Monday, March 06, 2017

HARPDOG BROWN: Travelin’ With The Blues
Dog House Records DHR6901 (47:00)
Better Days/ Must Have Been The Devil/ Sacrifice/ Bring It On Home/ Moose On The Loose/ For Better Or Worse/ Fine Little Girl Rag/ Cloud Full Of Rain/ What's Your Real Name/ Facebook Mama/ Home Is Where The Harp Is/ Another Fool Like Me/ Hard Days Blues/ Hayward Boogie
Harpdog Brown is a new name to me, born in 1962, he is an award-winning Canadian vocalist and harmonica player who has been active in Canada's blues scene since 1982. His distinguished musical career was honoured by the Maple Blues Awards in 2014, for harmonica player of the year.
Recorded at Big Jon Atkinson’s studio in California, and Kid Andersen’s Greaseland Studio and produced by guitarist/vocalist Little Victor (now currently living in the U.K – check him out – he’s great), Harpdog is backed by a superb guitarist called Jordie Edmonds, a rock solid bassman (Pat Darcus) and a rotating cast of musicians that includes Charlie Musselwhite, Carl Sonny Leyland, Jimmy Morello, Kid Andersen, and Rusty Zinn.
Opening with ‘Better Days’, (penned by Wayne Berezan who has been writing songs for Brown for over two decades), Andersen features on guitar, Brown’s vocal and harp are tough (think James Harman), a great opener! Next up, Otis Spann’s original ‘Must Have Been The Devil’, solo honours go to Jordie Edmonds who plays in that classic old-school style and Brown who blows a smokin’ solo straight out of the Sonny Boy handbook. The tempo is slowed for the blues ballad ‘Sacrifice’, Charlie Musselwhite is featured on harp alongside Brown on the instrumental ‘Moose On The Loose’, while ‘For Better Or Worse’ is a classy Chuck Berry-tinged rock’n’roller.
‘Fine Little Girl Rag’ takes us back in time, it’s an acoustic ragtime-blues featuring Leyland on piano and Atkinson supplies the retro drumming. Out of left field, it’s a fine vocal and harp performance (Brown blows SBW 1 style). ‘Cloud Full Of Rain’ is a tribute to Muddy’s Aristocrat recordings, done as a three-piece with harp/vocal, guitar, and slap bass, they really capture the sound and spirit of Mud’s early recordings. ‘What's Your Real Name’ is a ‘talking’ blues with big toned, Little Walter-styled chromatic harp on the subject of how Harpdog Brown came to be called, obviously, Harpdog Brown.
‘Home Is Where The Harp Is’ has an insinuating Jimmy Reed groove, Rusty Zinn lays down the Eddie Taylor part, ‘Another Fool Like Me’ is one of a handful of covers, penned by Jesse Thomas and originally cut for Elko. Harpdog also does a cracking cover of Muddy’s ‘Hard Days Blues’, again done old-school style, and the CD ends with the instrumental ‘Hayward Boogie’ which is something the musicians came up with at the end of the session.

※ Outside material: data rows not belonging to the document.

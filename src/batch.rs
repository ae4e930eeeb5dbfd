use anyhow::{Context, Result};
use std::path::Path;
use tracing::{debug, info};

use crate::anonymize::Anonymizer;
use crate::codec::{Codec, CodecError};
use crate::output::OutputLayout;
use crate::registry::{ConvertedStudy, StudyRegistry};
use crate::sources;

/// Drives a whole run: expands sources, anonymizes each DICOM file found and
/// collects the resulting studies.
pub struct BatchProcessor<C, A> {
    codec: C,
    anonymizer: A,
    output: OutputLayout,
}

enum Outcome {
    Converted(ConvertedStudy),
    Skipped,
}

impl<C, A> BatchProcessor<C, A>
where
    C: Codec,
    A: Anonymizer<C::Dataset>,
{
    pub fn new(codec: C, anonymizer: A, output: OutputLayout) -> Self {
        Self {
            codec,
            anonymizer,
            output,
        }
    }

    /// Files that are not DICOM are logged and skipped. Any other failure stops
    /// the run; files written before it stay written.
    pub fn run<S: AsRef<str>>(&mut self, sources: &[S]) -> Result<StudyRegistry> {
        self.output.prepare()?;

        let mut registry = StudyRegistry::new();
        let (mut converted, mut skipped) = (0usize, 0usize);

        for source in sources {
            let source = source.as_ref();
            debug!("Expanding source {:?}", source);

            for path in sources::expand(source) {
                match self.process_file(&path)? {
                    Outcome::Converted(study) => {
                        converted += 1;
                        registry.insert(study);
                    }
                    Outcome::Skipped => skipped += 1,
                }
            }
        }

        info!(
            "Anonymized {} file(s) in {} study(ies), skipped {} non-DICOM file(s)",
            converted,
            registry.len(),
            skipped
        );
        Ok(registry)
    }

    fn process_file(&mut self, path: &Path) -> Result<Outcome> {
        let mut dataset = match self.codec.read(path, false) {
            Ok(dataset) => dataset,
            Err(CodecError::NotDicom { .. }) => {
                info!("File {} appears not to be DICOM. Skipping.", path.display());
                return Ok(Outcome::Skipped);
            }
            Err(err) => return Err(err.into()),
        };

        self.anonymizer
            .anonymize(&mut dataset)
            .with_context(|| format!("Failed to anonymize {}", path.display()))?;

        let output_path = self.output.resolve(path, &dataset)?;
        self.codec.write(&output_path, &dataset, false)?;
        debug!("Wrote {} -> {}", path.display(), output_path.display());

        Ok(Outcome::Converted(ConvertedStudy::from_dataset(&dataset)))
    }
}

If you enjoy the music of the aforementioned James Harman, or our own Paul Lamb, then I think you will enjoy this set, all killer, no filler to use a well-worn description.

Music Of Nashville (no number) (27:00)
Another triple threat artist, Beth Garner sings, plays guitar, and wrote or co-wrote six of the seven songs on this release (btw at 27 minutes I think this is the shortest CD I have ever reviewed-barring CD ‘EPs’).
The PR describes her as a ‘Nashville-based roots singer/guitarist’ and that is fair comment. By no means is this a ‘blues’ set, blues influenced with a dash of rock’n’roll, and a splash of country is how I would describe it. However, Beth avoids blues-rock excesses, she is a talented guitarist and possesses a decent set of pipes.
Maybe not my cup of tea, but if this sounds like your kind of thing, is the place to go.

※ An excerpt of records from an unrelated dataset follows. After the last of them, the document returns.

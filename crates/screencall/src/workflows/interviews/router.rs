use std::sync::Arc;

use axum::{
    extract::{Path, State},
    http::{HeaderMap, StatusCode},
    response::{IntoResponse, Response},
    routing::{get, post},
    Router,
};
use serde::Deserialize;
use serde_json::json;

use super::domain::{ApplicationAccepted, CandidateId, InterviewId, RecruiterId};
use super::error::InterviewError;
use super::reconciliation::{CallWebhook, Completion};
use super::service::InterviewService;
use super::store::InterviewStore;

pub const WEBHOOK_SECRET_HEADER: &str = "x-webhook-secret";

#[derive(Debug, Deserialize)]
pub struct StartRequest {
    pub candidate_id: CandidateId,
    pub phone_number: String,
}

#[derive(Debug, Deserialize)]
pub struct CancelRequest {
    pub recruiter_id: RecruiterId,
}

/// Router builder exposing the interview lifecycle, webhook ingress and debug endpoints.
pub fn interview_router<S>(service: Arc<InterviewService<S>>) -> Router
where
    S: InterviewStore + 'static,
{
    Router::new()
        .route("/api/v1/interviews", post(schedule_handler::<S>))
        .route("/api/v1/interviews/:interview_id", get(status_handler::<S>))
        .route(
            "/api/v1/interviews/:interview_id/start",
            post(start_handler::<S>),
        )
        .route(
            "/api/v1/interviews/:interview_id/cancel",
            post(cancel_handler::<S>),
        )
        .route(
            "/api/v1/webhooks/call-completed",
            post(webhook_handler::<S>),
        )
        .route(
            "/api/v1/debug/interviews/in-flight",
            get(in_flight_handler::<S>),
        )
        .route(
            "/api/v1/debug/interviews/:interview_id/reconcile",
            post(reconcile_handler::<S>),
        )
        .with_state(service)
}

pub(crate) async fn schedule_handler<S>(
    State(service): State<Arc<InterviewService<S>>>,
    axum::Json(accepted): axum::Json<ApplicationAccepted>,
) -> Response
where
    S: InterviewStore + 'static,
{
    match service.schedule(accepted).await {
        Ok(interview) => (StatusCode::CREATED, axum::Json(interview.view())).into_response(),
        Err(err) => error_response(err),
    }
}

pub(crate) async fn status_handler<S>(
    State(service): State<Arc<InterviewService<S>>>,
    Path(interview_id): Path<String>,
) -> Response
where
    S: InterviewStore + 'static,
{
    match service.get(&InterviewId(interview_id)) {
        Ok(interview) => (StatusCode::OK, axum::Json(interview.view())).into_response(),
        Err(err) => error_response(err),
    }
}

pub(crate) async fn start_handler<S>(
    State(service): State<Arc<InterviewService<S>>>,
    Path(interview_id): Path<String>,
    axum::Json(request): axum::Json<StartRequest>,
) -> Response
where
    S: InterviewStore + 'static,
{
    let id = InterviewId(interview_id);
    match service
        .start(&id, &request.candidate_id, &request.phone_number)
        .await
    {
        Ok(interview) => (StatusCode::OK, axum::Json(interview.view())).into_response(),
        Err(err) => error_response(err),
    }
}

pub(crate) async fn cancel_handler<S>(
    State(service): State<Arc<InterviewService<S>>>,
    Path(interview_id): Path<String>,
    axum::Json(request): axum::Json<CancelRequest>,
) -> Response
where
    S: InterviewStore + 'static,
{
    match service.cancel(&InterviewId(interview_id), &request.recruiter_id) {
        Ok(interview) => (StatusCode::OK, axum::Json(interview.view())).into_response(),
        Err(err) => error_response(err),
    }
}

pub(crate) async fn webhook_handler<S>(
    State(service): State<Arc<InterviewService<S>>>,
    headers: HeaderMap,
    axum::Json(payload): axum::Json<CallWebhook>,
) -> Response
where
    S: InterviewStore + 'static,
{
    let secret = headers
        .get(WEBHOOK_SECRET_HEADER)
        .and_then(|value| value.to_str().ok());
    if let Err(err) = service.verify_webhook(secret) {
        return error_response(err);
    }

    match service.ingest_webhook(payload).await {
        Ok(completion) => {
            let outcome = match &completion {
                Completion::Completed(_) => "completed",
                Completion::AlreadyTerminal(_) => "already_terminal",
            };
            let interview = completion.interview();
            let payload = json!({
                "interview_id": interview.id,
                "status": interview.status.label(),
                "outcome": outcome,
            });
            (StatusCode::OK, axum::Json(payload)).into_response()
        }
        Err(err) => error_response(err),
    }
}

pub(crate) async fn in_flight_handler<S>(
    State(service): State<Arc<InterviewService<S>>>,
) -> Response
where
    S: InterviewStore + 'static,
{
    match service.in_flight() {
        Ok(interviews) => {
            let payload = json!({
                "count": interviews.len(),
                "interviews": interviews,
            });
            (StatusCode::OK, axum::Json(payload)).into_response()
        }
        Err(err) => error_response(err),
    }
}

pub(crate) async fn reconcile_handler<S>(
    State(service): State<Arc<InterviewService<S>>>,
    Path(interview_id): Path<String>,
) -> Response
where
    S: InterviewStore + 'static,
{
    match service.force_reconcile(&InterviewId(interview_id)).await {
        Ok(report) => (StatusCode::OK, axum::Json(report)).into_response(),
        Err(err) => error_response(err),
    }
}

pub(crate) fn error_response(err: InterviewError) -> Response {
    let (status, payload) = match &err {
        InterviewError::NotFound(_) => (StatusCode::NOT_FOUND, json!({ "error": err.to_string() })),
        InterviewError::StateConflict { id, status } => (
            StatusCode::CONFLICT,
            json!({
                "error": err.to_string(),
                "interview_id": id,
                "status": status.label(),
            }),
        ),
        InterviewError::StartPending(id) => (
            StatusCode::CONFLICT,
            json!({ "error": err.to_string(), "interview_id": id }),
        ),
        InterviewError::Unauthorized(_) => {
            (StatusCode::FORBIDDEN, json!({ "error": err.to_string() }))
        }
        InterviewError::InvalidInput(_) => (
            StatusCode::UNPROCESSABLE_ENTITY,
            json!({ "error": err.to_string() }),
        ),
        InterviewError::DependencyFailure { operation, .. } => {
            tracing::warn!(error = %err, "dependency failure surfaced to caller");
            (
                StatusCode::BAD_GATEWAY,
                json!({ "error": err.to_string(), "operation": operation }),
            )
        }
        InterviewError::Store(_) => {
            tracing::error!(error = %err, "interview store failure");
            (
                StatusCode::INTERNAL_SERVER_ERROR,
                json!({ "error": err.to_string() }),
            )
        }
    };
    (status, axum::Json(payload)).into_response()
}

TIM GARTLAND: If You Want A Good Woman
Taste Good Music (no number) (44:00)
Gartland is a triple threat harp player, singer, and songwriter. Originally from Chicago, he is now based in Nashville and this, his third CD, was recorded with some top-notch session players enlisted, including guitarist Tom Britt, and keyboard maestro Kevin McKendree. All material is original.
His material ranges from rootsy, funky rockers to reflective storytelling, all rendered utilising rhythmic grooves. Included are tastes of reggae and Southern flavoured soul, all featuring his honey-toned vocals and harp playing. Highlights include the title track with Wendy Moten assisting on vocals, the funky instrumental ‘Eight Ball’, the quirky ‘Ain’t No Cure For You’, and the Chicago blues (‘Spoonful’-tinged) tribute to Willie Dixon, 'Willie That's Who’.
If you know his work, you’ll want this for sure, others try to listen first.